This hardly encourages a high level of service, which is just as well because we seldom get it. Comparatively few British people make a career in a service capacity – think of the variety of accents and nationalities you meet behind the pub bar, at a restaurant or in a call centre – and many of them are churlish and unbothered by customer anxiety or unhappiness.

So the vicious circle continues; people in the service industries too often behave as if they are doing the customer a favour, while the person paying for it accepts this as being the norm. Perhaps these attitudes are slowly altering, but many of us are so accustomed to them that we can very easily not express deserved dissatisfaction let alone embark on a full-blown, public row.

This has relevance for Service people and for their advisers, line managers, facilitators and consultants when they are spending their own or Service money on training, education, resettlement or accommodation. Undoubtedly the vast majority of people offering training and other services to people in or leaving the Armed Forces are honest, trustworthy and reliable, invariably delivering exactly what they say they will.

However, even excellently maintained machinery sometimes goes wrong, and the best learning provider may employ a bad tutor, a first-rate individual can have an off day or a facility can just not be available. If and when this happens, the students who have suffered as a result should expect corrective action. This could be another course, a retaken module, a resit for an exam, return of fees, or any combination of these or other measures that redress the problem.

But this will only happen if there is a complaint that details what was promised, what happened, why it was unsatisfactory and what the outcome of this deficiency has been. It should be made as soon as possible after the event, to a person in authority and in a sensible tone that enables the problem to be understood by someone who was probably not present at the time, and which suggests that the complainant is a reasonable person and not one of life’s grousers.

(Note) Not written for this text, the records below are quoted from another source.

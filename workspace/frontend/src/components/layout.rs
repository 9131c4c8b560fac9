use yew::prelude::*;

#[derive(Properties, PartialEq)]
pub struct Props {
    pub children: Children,
    pub title: String,
    #[prop_or_default]
    pub subtitle: Option<String>,
}

#[derive(Properties, PartialEq)]
struct NavbarProps {
    title: String,
    subtitle: Option<String>,
}

#[function_component(Navbar)]
fn navbar(props: &NavbarProps) -> Html {
    html! {
        <div class="navbar bg-base-100 shadow-sm z-40 sticky top-0">
            <div class="flex-1 px-4 gap-3">
                <i class="fas fa-subway text-xl text-primary"></i>
                <div class="flex flex-col">
                    <h1 class="text-xl font-bold" id="page-title">{ &props.title }</h1>
                    if let Some(subtitle) = &props.subtitle {
                        <span class="text-xs text-gray-500">{ subtitle }</span>
                    }
                </div>
            </div>
        </div>
    }
}

/// Single-page shell: header bar plus a centered content column.
#[function_component(Layout)]
pub fn layout(props: &Props) -> Html {
    html! {
        <div class="flex flex-col min-h-screen bg-base-200">
            <Navbar title={props.title.clone()} subtitle={props.subtitle.clone()} />
            <main class="flex-1 p-6 overflow-y-auto">
                <div class="max-w-6xl mx-auto flex flex-col gap-6">
                    { for props.children.iter() }
                </div>
            </main>
        </div>
    }
}
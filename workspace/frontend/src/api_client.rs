use common::api::{self, Endpoint, RawResponse};
use common::{DashboardError, ForecastBundle, Station, TimeSeries};
use gloo_net::http::Request;
use std::rc::Rc;

use crate::settings;

/// Client for the forecasting backend. The base URL is fixed at
/// construction; components get the client from context.
#[derive(Debug, Clone, PartialEq)]
pub struct ApiClient {
    base_url: Rc<str>,
}

impl ApiClient {
    pub fn new(base_url: impl Into<String>) -> Self {
        let base_url: String = base_url.into();
        Self {
            base_url: Rc::from(base_url),
        }
    }

    pub fn from_settings() -> Self {
        Self::new(settings::get_settings().api_base_url())
    }

    pub fn base_url(&self) -> &str {
        &self.base_url
    }

    /// Common GET request handler
    async fn get(&self, endpoint: &Endpoint) -> Result<RawResponse, DashboardError> {
        let url = endpoint.url(&self.base_url);
        log::debug!("GET request to: {}", url);

        let response = Request::get(&url).send().await.map_err(|e| {
            let error_msg = format!("no se pudo contactar al servidor ({})", e);
            log::error!("GET {} - {}", url, error_msg);
            DashboardError::Network(error_msg).with_prefix(endpoint.error_prefix())
        })?;

        let status = response.status();
        let status_text = response.status_text();
        log::trace!("GET {} - Response {} received, reading body", url, status);

        let body = response.text().await.map_err(|e| {
            let error_msg = format!("no se pudo leer la respuesta ({})", e);
            log::error!("GET {} - {}", url, error_msg);
            DashboardError::Api(error_msg).with_prefix(endpoint.error_prefix())
        })?;

        Ok(RawResponse {
            status,
            status_text,
            body,
        })
    }

    pub async fn list_stations(&self) -> Result<Vec<Station>, DashboardError> {
        log::trace!("Fetching station list");
        let endpoint = Endpoint::Stations;
        let response = self.get(&endpoint).await?;
        let result = api::decode_stations(&response);

        match &result {
            Ok(stations) => log::info!("Successfully fetched {} stations", stations.len()),
            Err(e) => log::error!("Failed to fetch stations: {}", e),
        }
        result
    }

    pub async fn get_time_series(
        &self,
        linea: &str,
        estacion: &str,
    ) -> Result<TimeSeries, DashboardError> {
        log::trace!("Fetching time series for {} / {}", linea, estacion);
        let endpoint = Endpoint::time_series(linea, estacion)?;
        let response = self.get(&endpoint).await?;
        let result = api::decode_time_series(&endpoint, &response);

        match &result {
            Ok(ts) => log::info!(
                "Successfully fetched time series for {} / {} ({} valid of {} points, field `{}`)",
                linea,
                estacion,
                ts.series.points.len(),
                ts.series.received,
                ts.series.field.as_str()
            ),
            Err(e) => log::error!("Failed to fetch time series: {}", e),
        }
        result
    }

    pub async fn get_forecast(
        &self,
        linea: &str,
        estacion: &str,
    ) -> Result<ForecastBundle, DashboardError> {
        log::trace!("Fetching forecast for {} / {}", linea, estacion);
        let endpoint = Endpoint::forecast(linea, estacion)?;
        let response = self.get(&endpoint).await?;
        let result = api::decode_forecast(&endpoint, &response);

        match &result {
            Ok(bundle) => log::info!(
                "Successfully fetched forecast for {} / {} ({} anomalies)",
                linea,
                estacion,
                bundle.anomalies().len()
            ),
            Err(e) => log::error!("Failed to fetch forecast: {}", e),
        }
        result
    }
}
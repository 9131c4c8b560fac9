/// API fetch state enum
#[derive(Clone, PartialEq)]
pub enum FetchState<T> {
    NotStarted,
    Loading,
    Success(T),
    Error(String),
}

impl<T> FetchState<T> {
    pub fn data(&self) -> Option<&T> {
        match self {
            Self::Success(data) => Some(data),
            _ => None,
        }
    }
}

Bear with the individual you are complaining to if they do not immediately understand the problem, if they want it in writing or if they do not have the authority to offer an immediate solution. If necessary, ask to speak with a supervisor or manager.

If the course of activity or the accommodation was funded by the Services, make sure, too, that your line manager and learning, education or resettlement adviser are aware of what happened. They should follow up any problem to ensure that you get satisfaction and that it will not be repeated.

Sometimes – and this only happens extremely rarely – the Service person gets into the hands of a cowboy organisation. There are very occasional reports of driver training with no vehicles, courses promised that do not exist, instructors with dubious backgrounds, and qualifications that are worthless, incomplete or cost a shed-load more money. This is where an early phone call is required to get immediate action because these operators simply want some quick money. They are not going to hang around waiting to be inspected or asked what is going on.

But the key for the individual is to make a complaint. If they do not, the money is paid, the problem is not sorted, the next students may suffer and even the reputable provider may have no knowledge that there is a glitch in the system; while the rogue traders escape discovery to prey on their next victims.

Resettlement, education and learning advisers should welcome feedback on their students’ experiences. It will guide future actions as well as inform more individuals about what happened last time. Feedback should be both positive and negative – the good and valuable alongside the bad and worthless. Wherever possible, ideas about how things should be improved should be included – it is very easy to criticise but often harder to find a better solution. Do not be put off if the first complaint does not get a response – try again. Good people should try to put things right; only the idle, inadequate or corrupt will not wish to help.